- **EXERCISE**: Copy out all lines from the entries below in which "trying" occurs.

- **SUPPLIED DATA**:
╭──
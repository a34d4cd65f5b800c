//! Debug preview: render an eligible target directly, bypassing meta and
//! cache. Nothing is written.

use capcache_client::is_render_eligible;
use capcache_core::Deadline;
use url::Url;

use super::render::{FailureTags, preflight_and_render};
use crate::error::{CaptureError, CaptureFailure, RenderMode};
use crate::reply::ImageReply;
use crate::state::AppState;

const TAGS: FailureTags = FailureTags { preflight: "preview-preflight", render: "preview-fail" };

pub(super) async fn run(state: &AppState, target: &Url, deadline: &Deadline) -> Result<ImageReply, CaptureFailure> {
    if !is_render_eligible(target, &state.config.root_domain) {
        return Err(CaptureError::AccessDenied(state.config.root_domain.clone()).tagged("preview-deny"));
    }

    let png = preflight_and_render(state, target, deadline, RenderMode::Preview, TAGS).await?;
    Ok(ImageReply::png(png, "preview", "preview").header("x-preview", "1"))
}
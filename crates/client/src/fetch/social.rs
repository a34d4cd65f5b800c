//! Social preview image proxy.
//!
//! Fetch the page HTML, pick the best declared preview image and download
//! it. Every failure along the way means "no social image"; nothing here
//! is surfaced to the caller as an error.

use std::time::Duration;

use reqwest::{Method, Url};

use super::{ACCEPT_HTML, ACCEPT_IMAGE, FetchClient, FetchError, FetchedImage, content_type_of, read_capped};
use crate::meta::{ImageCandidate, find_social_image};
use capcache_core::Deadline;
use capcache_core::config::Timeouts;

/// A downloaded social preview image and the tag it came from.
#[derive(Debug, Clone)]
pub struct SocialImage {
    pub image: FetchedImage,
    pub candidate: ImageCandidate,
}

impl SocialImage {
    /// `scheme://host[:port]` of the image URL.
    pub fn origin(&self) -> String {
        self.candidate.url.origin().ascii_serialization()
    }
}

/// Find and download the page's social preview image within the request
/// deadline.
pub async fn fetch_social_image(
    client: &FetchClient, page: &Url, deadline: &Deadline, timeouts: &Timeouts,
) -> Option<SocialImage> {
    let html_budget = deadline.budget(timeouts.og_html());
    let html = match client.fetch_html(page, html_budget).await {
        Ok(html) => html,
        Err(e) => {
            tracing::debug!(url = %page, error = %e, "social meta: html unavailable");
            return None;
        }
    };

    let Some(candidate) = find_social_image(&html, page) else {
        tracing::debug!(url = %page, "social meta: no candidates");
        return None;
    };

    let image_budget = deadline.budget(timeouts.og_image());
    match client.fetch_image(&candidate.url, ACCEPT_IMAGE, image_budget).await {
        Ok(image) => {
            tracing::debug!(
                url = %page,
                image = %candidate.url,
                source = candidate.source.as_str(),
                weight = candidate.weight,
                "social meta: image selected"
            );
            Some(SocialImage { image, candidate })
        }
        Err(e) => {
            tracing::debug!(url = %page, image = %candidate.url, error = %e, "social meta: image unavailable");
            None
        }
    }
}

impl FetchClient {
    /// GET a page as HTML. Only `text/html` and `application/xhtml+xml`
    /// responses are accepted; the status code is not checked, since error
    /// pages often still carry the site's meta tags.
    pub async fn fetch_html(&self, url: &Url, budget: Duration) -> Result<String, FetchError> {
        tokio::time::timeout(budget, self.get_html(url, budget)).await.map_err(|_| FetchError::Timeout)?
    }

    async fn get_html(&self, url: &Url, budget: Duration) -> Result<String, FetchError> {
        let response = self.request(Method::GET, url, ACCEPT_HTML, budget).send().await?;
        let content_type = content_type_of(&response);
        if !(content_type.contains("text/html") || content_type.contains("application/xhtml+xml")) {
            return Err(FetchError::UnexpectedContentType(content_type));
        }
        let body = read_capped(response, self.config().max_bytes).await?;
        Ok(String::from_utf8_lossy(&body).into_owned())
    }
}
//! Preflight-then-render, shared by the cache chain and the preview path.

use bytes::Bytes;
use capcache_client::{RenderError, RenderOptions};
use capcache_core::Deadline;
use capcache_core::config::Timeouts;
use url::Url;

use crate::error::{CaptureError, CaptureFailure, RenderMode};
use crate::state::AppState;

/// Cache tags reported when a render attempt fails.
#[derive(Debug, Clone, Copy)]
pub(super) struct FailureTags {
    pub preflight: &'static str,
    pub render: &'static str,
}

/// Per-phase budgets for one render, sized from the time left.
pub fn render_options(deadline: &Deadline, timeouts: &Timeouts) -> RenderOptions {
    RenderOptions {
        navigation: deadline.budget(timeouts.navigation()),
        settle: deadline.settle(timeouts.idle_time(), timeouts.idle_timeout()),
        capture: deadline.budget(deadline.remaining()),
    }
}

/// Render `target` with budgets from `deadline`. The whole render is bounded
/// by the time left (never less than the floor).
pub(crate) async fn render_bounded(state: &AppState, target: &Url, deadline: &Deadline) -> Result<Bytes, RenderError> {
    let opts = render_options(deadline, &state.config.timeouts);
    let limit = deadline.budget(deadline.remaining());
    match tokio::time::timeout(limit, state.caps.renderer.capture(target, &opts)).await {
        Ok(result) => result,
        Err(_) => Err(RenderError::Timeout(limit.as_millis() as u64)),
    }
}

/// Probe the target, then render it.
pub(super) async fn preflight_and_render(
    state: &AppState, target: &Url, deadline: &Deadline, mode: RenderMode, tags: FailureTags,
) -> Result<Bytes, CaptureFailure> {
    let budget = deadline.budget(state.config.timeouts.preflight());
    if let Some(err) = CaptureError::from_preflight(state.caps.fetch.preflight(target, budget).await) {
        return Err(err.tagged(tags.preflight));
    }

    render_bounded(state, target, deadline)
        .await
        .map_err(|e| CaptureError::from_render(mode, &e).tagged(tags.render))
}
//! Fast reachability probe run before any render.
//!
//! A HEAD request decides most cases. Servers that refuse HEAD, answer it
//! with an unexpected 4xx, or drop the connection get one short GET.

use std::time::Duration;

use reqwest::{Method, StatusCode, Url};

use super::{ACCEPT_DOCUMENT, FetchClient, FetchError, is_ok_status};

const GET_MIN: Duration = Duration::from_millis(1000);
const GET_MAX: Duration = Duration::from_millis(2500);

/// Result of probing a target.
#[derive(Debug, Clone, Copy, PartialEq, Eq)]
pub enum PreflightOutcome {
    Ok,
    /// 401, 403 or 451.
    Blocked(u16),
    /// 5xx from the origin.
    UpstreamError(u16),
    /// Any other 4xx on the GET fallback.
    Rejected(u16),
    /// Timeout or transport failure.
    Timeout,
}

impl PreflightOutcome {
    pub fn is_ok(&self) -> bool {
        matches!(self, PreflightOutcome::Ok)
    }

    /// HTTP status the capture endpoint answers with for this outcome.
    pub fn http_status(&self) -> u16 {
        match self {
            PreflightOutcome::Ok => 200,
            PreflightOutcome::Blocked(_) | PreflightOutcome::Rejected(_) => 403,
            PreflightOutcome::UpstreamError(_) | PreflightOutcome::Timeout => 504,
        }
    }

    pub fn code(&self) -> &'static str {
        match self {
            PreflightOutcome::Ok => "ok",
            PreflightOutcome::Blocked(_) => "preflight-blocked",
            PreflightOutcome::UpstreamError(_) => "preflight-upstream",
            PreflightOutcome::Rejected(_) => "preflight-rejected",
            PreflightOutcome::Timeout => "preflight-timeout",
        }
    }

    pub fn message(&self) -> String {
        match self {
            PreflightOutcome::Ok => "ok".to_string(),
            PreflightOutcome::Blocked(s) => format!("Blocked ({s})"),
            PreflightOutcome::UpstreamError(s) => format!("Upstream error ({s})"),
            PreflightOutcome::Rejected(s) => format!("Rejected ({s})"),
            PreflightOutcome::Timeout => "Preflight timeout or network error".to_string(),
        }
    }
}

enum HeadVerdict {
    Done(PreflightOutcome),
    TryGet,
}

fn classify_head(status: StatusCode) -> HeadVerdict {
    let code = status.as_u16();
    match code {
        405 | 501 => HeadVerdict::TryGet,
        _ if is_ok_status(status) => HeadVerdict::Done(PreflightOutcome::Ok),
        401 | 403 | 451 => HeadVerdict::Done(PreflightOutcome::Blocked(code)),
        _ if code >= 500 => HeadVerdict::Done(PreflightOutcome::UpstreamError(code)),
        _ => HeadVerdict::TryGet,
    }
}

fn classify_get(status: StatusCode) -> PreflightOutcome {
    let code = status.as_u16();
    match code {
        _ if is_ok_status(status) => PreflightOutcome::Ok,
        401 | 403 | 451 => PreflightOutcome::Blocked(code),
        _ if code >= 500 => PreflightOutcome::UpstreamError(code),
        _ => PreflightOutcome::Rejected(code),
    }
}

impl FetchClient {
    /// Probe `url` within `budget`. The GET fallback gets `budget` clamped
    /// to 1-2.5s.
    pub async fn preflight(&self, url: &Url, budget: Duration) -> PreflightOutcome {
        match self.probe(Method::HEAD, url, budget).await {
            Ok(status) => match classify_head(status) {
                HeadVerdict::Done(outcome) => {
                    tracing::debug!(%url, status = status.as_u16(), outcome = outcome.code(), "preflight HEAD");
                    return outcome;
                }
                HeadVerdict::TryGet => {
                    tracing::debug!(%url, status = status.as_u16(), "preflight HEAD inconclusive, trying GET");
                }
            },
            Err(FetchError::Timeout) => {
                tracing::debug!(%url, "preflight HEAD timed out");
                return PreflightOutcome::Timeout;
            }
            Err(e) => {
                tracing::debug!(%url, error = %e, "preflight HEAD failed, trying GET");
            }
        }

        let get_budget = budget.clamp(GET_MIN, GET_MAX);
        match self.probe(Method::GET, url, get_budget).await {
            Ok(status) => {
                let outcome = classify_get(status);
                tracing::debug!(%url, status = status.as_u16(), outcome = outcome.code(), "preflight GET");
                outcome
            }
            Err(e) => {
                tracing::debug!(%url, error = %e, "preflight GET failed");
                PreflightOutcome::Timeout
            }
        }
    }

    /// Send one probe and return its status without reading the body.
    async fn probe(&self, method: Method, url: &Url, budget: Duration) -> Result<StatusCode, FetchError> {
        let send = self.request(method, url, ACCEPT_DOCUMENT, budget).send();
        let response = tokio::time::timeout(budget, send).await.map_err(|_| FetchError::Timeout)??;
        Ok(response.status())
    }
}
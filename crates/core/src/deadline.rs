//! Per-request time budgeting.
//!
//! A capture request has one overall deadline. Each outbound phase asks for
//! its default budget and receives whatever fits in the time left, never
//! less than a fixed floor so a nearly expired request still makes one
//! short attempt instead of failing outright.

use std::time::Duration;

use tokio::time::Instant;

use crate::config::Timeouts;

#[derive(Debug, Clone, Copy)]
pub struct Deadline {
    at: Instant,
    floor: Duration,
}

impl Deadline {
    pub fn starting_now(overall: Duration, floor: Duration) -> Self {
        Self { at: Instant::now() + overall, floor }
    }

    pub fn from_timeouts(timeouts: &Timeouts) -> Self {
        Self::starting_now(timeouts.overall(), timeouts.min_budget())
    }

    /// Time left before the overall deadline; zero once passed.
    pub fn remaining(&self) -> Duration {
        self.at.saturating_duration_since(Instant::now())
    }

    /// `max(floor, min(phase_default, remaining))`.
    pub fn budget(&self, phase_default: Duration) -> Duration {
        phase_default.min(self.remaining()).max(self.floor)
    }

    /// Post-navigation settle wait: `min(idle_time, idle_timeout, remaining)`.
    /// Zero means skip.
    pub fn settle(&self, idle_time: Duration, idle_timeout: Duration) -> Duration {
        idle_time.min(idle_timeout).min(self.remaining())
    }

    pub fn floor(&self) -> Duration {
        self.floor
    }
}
╰──
- **EXERCISE RESPONSE**:
                    tracing::debug!(%url, status = status.as_u16(), "preflight HEAD inconclusive, trying GET");
                tracing::debug!(%url, error = %e, "preflight HEAD failed, trying GET");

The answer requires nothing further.